ANDRÉ RICARDO NUNES MARTINS — Jornalista, membro da Comissão de Jornalistas pela Igualdade Racial (Cojira-DF)
É fato que o multiculturalismo e a relevância das questões raciais ganharam novo patamar no começo deste milênio. A agenda política ao redor do globo que o diga. Na sociedade estadunidense, isso ficou ainda mais explícito. Depois da passagem pela Casa Branca de Barack Obama, o primeiro presidente negro daquele país, há uma forte probabilidade, em menos de 20 anos, de a grande potência do Norte ser governada, a partir de janeiro de 2025, por uma mulher com ascendências asiática e afro-americana.
Foi um avanço a ascensão de Kamala Harris, senadora pela Califórnia, à vice-presidência no atual mandato (2021-25), precedida por sua boa performance nas primárias de 2019/20 e pela sábia decisão do candidato democrata de 2020, o senador Joe Biden, em escolhê-la para companheira de chapa. Enquanto Obama é filho de uma mulher branca dos Estados Unidos e de um imigrante queniano, Kamala tem mãe indiana e pai jamaicano. Ambos com carreira acadêmica notável e que imigraram para os Estados Unidos no começo da década de 1960. Kamala é vinculada à Igreja Batista e casada há dez anos com o advogado judeu-norte-americano Douglas Emhoff.

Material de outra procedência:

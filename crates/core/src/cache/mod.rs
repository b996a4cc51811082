//! SQLite-backed cache for search result pages.
//!
//! This module provides a persistent key-value cache using SQLite
//! with async access via tokio-rusqlite. It supports:
//!
//! - One record per `<normalized query>_<page>` key
//! - Atomic hit counter increments
//! - Automatic schema migrations
//! - WAL mode for concurrent access

pub mod connection;
pub mod migrations;
pub mod record;
pub mod repository;
pub mod store;

pub use crate::Error;

pub use connection::CacheDb;
pub use record::{CacheRecord, Item, NO_IMAGE_PATH, cache_key, normalize_query};
pub use repository::CacheRepository;
pub use store::{CounterField, RecordStore};
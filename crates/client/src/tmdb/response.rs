//! TMDB search response types and normalization.

use serde::Deserialize;

/// Raw response from `GET /search/movie`.
#[derive(Debug, Deserialize)]
pub struct TmdbApiResponse {
    #[serde(default)]
    pub page: u32,
    #[serde(default)]
    pub results: Vec<TmdbMovie>,
    #[serde(default)]
    pub total_pages: u32,
    #[serde(default)]
    pub total_results: u64,
}

/// Individual movie entry as TMDB sends it.
#[derive(Debug, Deserialize)]
pub struct TmdbMovie {
    pub id: u64,
    #[serde(default)]
    pub title: String,
    #[serde(default)]
    pub original_title: String,
    #[serde(default)]
    pub overview: String,
    #[serde(default)]
    pub vote_average: f64,
    #[serde(default)]
    pub release_date: Option<String>,
    #[serde(default)]
    pub poster_path: Option<String>,
}

/// Normalized page of search results.
#[derive(Debug, Clone, PartialEq)]
pub struct SearchPage {
    pub page: u32,
    pub results: Vec<MovieResult>,
    pub total_pages: u32,
    pub total_results: u64,
}

/// Normalized movie result. Empty strings from TMDB become `None`.
#[derive(Debug, Clone, PartialEq)]
pub struct MovieResult {
    pub id: u64,
    pub title: String,
    pub original_title: String,
    pub overview: String,
    pub vote_average: f64,
    pub release_date: Option<String>,
    pub poster_path: Option<String>,
}

fn non_empty(value: Option<String>) -> Option<String> {
    value.filter(|v| !v.trim().is_empty())
}

impl From<TmdbApiResponse> for SearchPage {
    fn from(raw: TmdbApiResponse) -> Self {
        let results = raw
            .results
            .into_iter()
            .map(|m| MovieResult {
                id: m.id,
                title: m.title,
                original_title: m.original_title,
                overview: m.overview,
                vote_average: m.vote_average,
                release_date: non_empty(m.release_date),
                poster_path: non_empty(m.poster_path),
            })
            .collect();

        SearchPage { page: raw.page, results, total_pages: raw.total_pages, total_results: raw.total_results }
    }
}

impl SearchPage {
    /// True when the page carries no results.
    pub fn is_empty(&self) -> bool {
        self.results.is_empty()
    }

    pub fn result_count(&self) -> usize {
        self.results.len()
    }
}
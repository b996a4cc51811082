//! Cache-aside search orchestration.
//!
//! `SearchService::resolve` decides, per `<query>_<page>` key, whether to serve
//! the stored page (bumping its hit counter) or fetch from the provider and
//! overwrite the stored page. All shared state lives in the store; the
//! service itself holds nothing mutable.

use std::sync::Arc;
use std::time::Duration;

use cinecache_client::{MovieResult, SearchPage, SearchProvider, SearchRequest};
use cinecache_core::cache::{NO_IMAGE_PATH, cache_key};
use cinecache_core::{AppConfig, CacheRecord, CacheRepository, Clock, Error, Item};
use serde::{Deserialize, Serialize};

/// Page of results returned to callers.
#[derive(Debug, Clone, PartialEq, Serialize, Deserialize)]
#[serde(rename_all = "camelCase")]
pub struct ResultPage {
    pub items: Vec<Item>,
    pub total_pages: u32,
    pub hit_counter: u64,
}

impl From<CacheRecord> for ResultPage {
    fn from(record: CacheRecord) -> Self {
        Self { items: record.items, total_pages: record.total_pages, hit_counter: record.hit_counter }
    }
}

/// Tunables for `SearchService`.
#[derive(Debug, Clone)]
pub struct ResolveSettings {
    /// Records younger than this are served from cache.
    pub freshness_window: Duration,
    /// Extra provider attempts after a transient failure.
    pub provider_retries: u32,
    /// Backoff before the first retry; doubled for each further one.
    pub retry_backoff: Duration,
}

impl Default for ResolveSettings {
    fn default() -> Self {
        Self { freshness_window: Duration::from_secs(120), provider_retries: 0, retry_backoff: Duration::from_millis(250) }
    }
}

impl ResolveSettings {
    pub fn from_config(config: &AppConfig) -> Self {
        Self {
            freshness_window: config.freshness_window(),
            provider_retries: config.provider_retries,
            retry_backoff: config.provider_retry_backoff(),
        }
    }
}

/// Map a provider result onto the stored item shape.
pub fn to_item(movie: MovieResult) -> Item {
    Item {
        id: movie.id,
        title: movie.title,
        original_title: movie.original_title,
        summary: movie.overview,
        relevance_score: movie.vote_average,
        release_label: movie.release_date.unwrap_or_default(),
        image_path: movie.poster_path.unwrap_or_else(|| NO_IMAGE_PATH.to_string()),
    }
}

/// Cache-aside search over a `CacheRepository` and a `SearchProvider`.
pub struct SearchService {
    repository: CacheRepository,
    provider: Arc<dyn SearchProvider>,
    clock: Arc<dyn Clock>,
    settings: ResolveSettings,
}

impl SearchService {
    pub fn new(
        repository: CacheRepository, provider: Arc<dyn SearchProvider>, clock: Arc<dyn Clock>,
        settings: ResolveSettings,
    ) -> Self {
        Self { repository, provider, clock, settings }
    }

    /// Resolve one page of results for `query`.
    ///
    /// A fresh stored page is returned with its hit counter incremented and
    /// the provider is not called. A missing or stale page is fetched,
    /// stored with a zero counter, and returned.
    ///
    /// # Errors
    ///
    /// - `BadRequest` for a blank or over-long query or an out-of-range page (nothing is read)
    /// - `NoResults` when the provider page is empty (nothing is written)
    /// - `ProviderUnavailable` / `ProviderRateLimited` when the upstream call fails
    /// - store errors from the repository
    pub async fn resolve(&self, query: &str, page: u32) -> Result<ResultPage, Error> {
        let query = query.trim();
        SearchRequest::new(query, page).validate()?;

        let key = cache_key(query, page);

        if let Some(record) = self.repository.find_by_id(&key).await? {
            let now = self.clock.now_millis();
            let age_ms = record.age_millis(now);
            if record.is_fresh(now, self.window_millis()) {
                let updated = self.repository.increment_cache_counter(&key).await?;
                tracing::info!(key = %key, age_ms, hit_counter = updated.hit_counter, "cache hit");
                return Ok(updated.into());
            }
            tracing::info!(key = %key, age_ms, previous_hits = record.hit_counter, "cache stale, refreshing");
        } else {
            tracing::info!(key = %key, "cache miss");
        }

        let fetched = self.fetch_page(query, page).await?;
        if fetched.is_empty() {
            tracing::info!(key = %key, total_results = fetched.total_results, "provider returned no results");
            return Err(Error::NoResults("There are no results with given criteria".into()));
        }

        let items = fetched.results.into_iter().map(to_item).collect();
        let record = CacheRecord::fresh(key, self.clock.now_millis(), fetched.total_pages, items);
        let stored = self.repository.create(record).await?;

        Ok(stored.into())
    }

    fn window_millis(&self) -> u64 {
        u64::try_from(self.settings.freshness_window.as_millis()).unwrap_or(u64::MAX)
    }

    /// Call the provider, retrying transient failures with exponential backoff.
    async fn fetch_page(&self, query: &str, page: u32) -> Result<SearchPage, Error> {
        let mut attempt: u32 = 0;
        loop {
            let err = match self.provider.search(query, page).await {
                Ok(fetched) => return Ok(fetched),
                Err(e) => Error::from(e),
            };

            if attempt >= self.settings.provider_retries || !err.is_transient_provider_failure() {
                tracing::warn!(query, page, attempts = attempt + 1, error = %err, "provider call failed");
                return Err(err);
            }

            let backoff = self.settings.retry_backoff.saturating_mul(1 << attempt.min(16));
            tracing::warn!(
                query,
                page,
                attempt = attempt + 1,
                backoff_ms = backoff.as_millis() as u64,
                error = %err,
                "provider call failed, retrying"
            );
            tokio::time::sleep(backoff).await;
            attempt += 1;
        }
    }
}
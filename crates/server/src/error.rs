//! HTTP mapping for domain errors.
//!
//! Each `Error` variant maps to exactly one status code; bodies are plain text.

use axum::http::StatusCode;
use axum::response::{IntoResponse, Response};
use cinecache_core::Error;

/// Domain error carried out of an axum handler.
#[derive(Debug, thiserror::Error)]
#[error(transparent)]
pub struct ApiError(#[from] pub Error);

impl ApiError {
    pub fn status(&self) -> StatusCode {
        match &self.0 {
            Error::BadRequest(_) => StatusCode::BAD_REQUEST,
            Error::NoResults(_) => StatusCode::NOT_FOUND,
            Error::ProviderUnavailable(_) | Error::ProviderRateLimited(_) => StatusCode::SERVICE_UNAVAILABLE,
            Error::Database(_) | Error::MigrationFailed(_) | Error::RecordNotFound(_) | Error::CorruptRecord(_) => {
                StatusCode::INTERNAL_SERVER_ERROR
            }
        }
    }

    fn body(&self) -> String {
        match &self.0 {
            Error::BadRequest(msg) | Error::NoResults(msg) => msg.clone(),
            Error::ProviderUnavailable(_) | Error::ProviderRateLimited(_) => {
                "The search provider is not available".to_string()
            }
            _ => "Something went wrong".to_string(),
        }
    }
}

impl IntoResponse for ApiError {
    fn into_response(self) -> Response {
        let status = self.status();
        if status.is_server_error() {
            tracing::error!(error = %self.0, status = status.as_u16(), "request failed");
        } else {
            tracing::debug!(error = %self.0, status = status.as_u16(), "request rejected");
        }
        (status, self.body()).into_response()
    }
}

#[cfg(test)]
mod tests {
    use super::*;

    #[test]
    fn test_status_mapping() {
        let cases = [
            (Error::BadRequest("x".into()), StatusCode::BAD_REQUEST),
            (Error::NoResults("x".into()), StatusCode::NOT_FOUND),
            (Error::ProviderUnavailable("x".into()), StatusCode::SERVICE_UNAVAILABLE),
            (Error::ProviderRateLimited("x".into()), StatusCode::SERVICE_UNAVAILABLE),
            (Error::RecordNotFound("x".into()), StatusCode::INTERNAL_SERVER_ERROR),
            (Error::CorruptRecord("x".into()), StatusCode::INTERNAL_SERVER_ERROR),
            (Error::MigrationFailed("x".into()), StatusCode::INTERNAL_SERVER_ERROR),
        ];
        for (err, expected) in cases {
            assert_eq!(ApiError(err).status(), expected);
        }
    }

    #[test]
    fn test_internal_details_not_leaked() {
        let err = ApiError(Error::CorruptRecord("items for batman_1: expected value".into()));
        assert_eq!(err.body(), "Something went wrong");

        let err = ApiError(Error::BadRequest("Invalid 'page' query parameter".into()));
        assert_eq!(err.body(), "Invalid 'page' query parameter");
    }
}
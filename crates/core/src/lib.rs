//! Core types and shared functionality for cinecache.
//!
//! This crate provides:
//! - Search cache with SQLite backend and the cache repository built on it
//! - Unified error types
//! - Configuration structures
//! - Clock abstraction used for freshness checks

pub mod cache;
pub mod clock;
pub mod config;
pub mod error;

pub use cache::{CacheDb, CacheRecord, CacheRepository, CounterField, Item, RecordStore};
pub use clock::{Clock, SystemClock};
pub use config::{AppConfig, ConfigError};
pub use error::Error;
//! Database schema migrations.
//!
//! Uses a simple version table approach to track applied migrations.
//! Each migration is a SQL batch that transforms the schema.

use super::Error;
use tokio_rusqlite::{Connection, params};

/// Migration list: (version, SQL), applied in ascending order.
///
/// All migrations are idempotent using CREATE IF NOT EXISTS.
const MIGRATIONS: &[(i64, &str)] = &[(1, include_str!("../../migrations/001_search_cache.sql"))];

/// Run any pending migrations.
///
/// This creates the _migrations table if it doesn't exist, checks the
/// current version, and applies any migrations that haven't been run yet.
///
/// # Errors
///
/// Returns an error if a migration SQL fails to execute.
pub async fn run(conn: &Connection) -> Result<(), Error> {
    conn.call(|conn| -> Result<(), Error> {
        conn.execute(
            "CREATE TABLE IF NOT EXISTS _migrations (
                version INTEGER PRIMARY KEY,
                applied_at TEXT NOT NULL
            )",
            [],
        )
        .map_err(Error::from)?;

        let current: i64 = conn
            .query_row("SELECT COALESCE(MAX(version), 0) FROM _migrations", [], |row| {
                row.get(0)
            })
            .map_err(Error::from)?;

        for (version, sql) in MIGRATIONS {
            if *version > current {
                conn.execute_batch(sql)
                    .map_err(|e| Error::MigrationFailed(format!("version {version}: {e}")))?;
                conn.execute(
                    "INSERT INTO _migrations (version, applied_at) VALUES (?1, ?2)",
                    params![version, chrono::Utc::now().to_rfc3339()],
                )
                .map_err(Error::from)?;
                tracing::debug!(version, "applied cache migration");
            }
        }

        Ok(())
    })
    .await
    .map_err(Error::from)
}
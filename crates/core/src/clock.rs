//! Wall-clock source used for record timestamps and freshness checks.

use chrono::Utc;

/// Source of the current time in epoch milliseconds.
pub trait Clock: Send + Sync {
    fn now_millis(&self) -> i64;
}

/// Clock backed by the system time.
#[derive(Debug, Clone, Copy, Default)]
pub struct SystemClock;

impl Clock for SystemClock {
    fn now_millis(&self) -> i64 {
        Utc::now().timestamp_millis()
    }
}

#[cfg(test)]
mod tests {
    use super::*;

    #[test]
    fn test_system_clock_advances() {
        let clock = SystemClock;
        let first = clock.now_millis();
        let second = clock.now_millis();
        assert!(first > 1_600_000_000_000);
        assert!(second >= first);
    }
}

Na corrida para a Casa Branca em 2008, Obama teve que lidar com acusações de não ter nascido em território americano — uma exigência legal, a ponto de fazê-lo expor sua certidão de nascimento do Hawaí. Agora, Kamala foi questionada antes mesmo de ser nomeada candidata pelo Partido Democrático por ninguém menos que seu oponente, o ex-presidente Donald Trump.
A acusação é a de que ela sempre se apresentou como cidadã de ascendência indiana e que somente de uns tempos pra cá, teria assumido sua identidade afro-americana, insinuando interesse político na suposta mudança, a saber, obter vantagem junto ao eleitorado negro. A vice-presidente respondeu de forma contundente e elegante. Evitou polemizar nos termos tacanhos do empresário. Denunciou o racismo explícito e expressou que a nação merece um presidente melhor, sugerindo alguém antirracista, não misógino, que não apela a baixarias.
Toda essa polêmica de ânimo político-eleitoral fez-me lembrar a contribuição da psicóloga clínica e educadora estadunidense Maria P. P. Root. Num artigo para o livro Teorias Críticas de Raça: Texto e Contexto [Blackweel Publishers, 2002], Root, que tem se especializado em pesquisas sobre famílias multirraciais, identidade multirracial, competência cultural etc., argumenta que "o racismo é simultaneamente ambivalente, arbitrário e rígido" (id.: 356).
A autora propõe uma Declaração de direitos para pessoas mestiças — aliás o título de seu artigo. "Tenho o direito de: (i) não justificar minha existência nesse mundo; (ii) não manter as raças separadas dentro de mim; (iii) não ser responsável pelo desconforto dos outros com minha ambiguidade física; (iv) não justificar minha legitimidade étnica". E, numa perspectiva propositiva: "Tenho o direito de: me identificar diferentemente (v) do que estranhos esperam que eu me identifique; (vi) de como meus pais me identificam;(...) (viii) em situações diferentes; (...) (x) de mudar minha identidade ao longo da minha vida — e mais de uma vez; (xi) ter lealdades e me identificar com mais de um grupo de pessoas; (xii) escolher livremente com quem quero fazer amizade e amar."
Eis o referencial sobre livre expressão das pessoas mestiças em um mundo hostil que cobra rigidez na pertença racial, nas lealdades sociais, políticas e ideológicas. Aqui, no Brasil, a depender do tom de pele e curvatura dos cabelos, é comum que mestiços sofram menos dissabores por preconceitos e discriminações. Fala-se no diapasão da cor — quanto mais escura a tonalidade da pele, mais caro cobra o racismo o preço da existência e mesmo do sucesso. Essa perspectiva é uma realidade.
Não obstante, urge que tal realidade não se preste a arrefecer a consciência de identidade e pertencimento de pessoas mestiças. Que a vinculação de um dos pais, avós ou bisavós com etnias não marcadas pelo racismo não sirva para desmobilizar uma tomada de consciência da própria história e um chamado interno por verdade, justiça e compromisso.
A eleição americana definitivamente não é assunto nosso. Independentemente da torcida que tenhamos, deve-se reconhecer e exigir o mínimo, a bem da civilização. Identidade, pertença racial é algo sério que constitui a dignidade da pessoa humana. Tirar partido do assunto, ainda mais de forma desrespeitosa, preconceituosa, com fins de marketing político, fere as regras da disputa política civilizada e da ética pública. A sociedade estadunidense e o mundo merecem mais e melhor.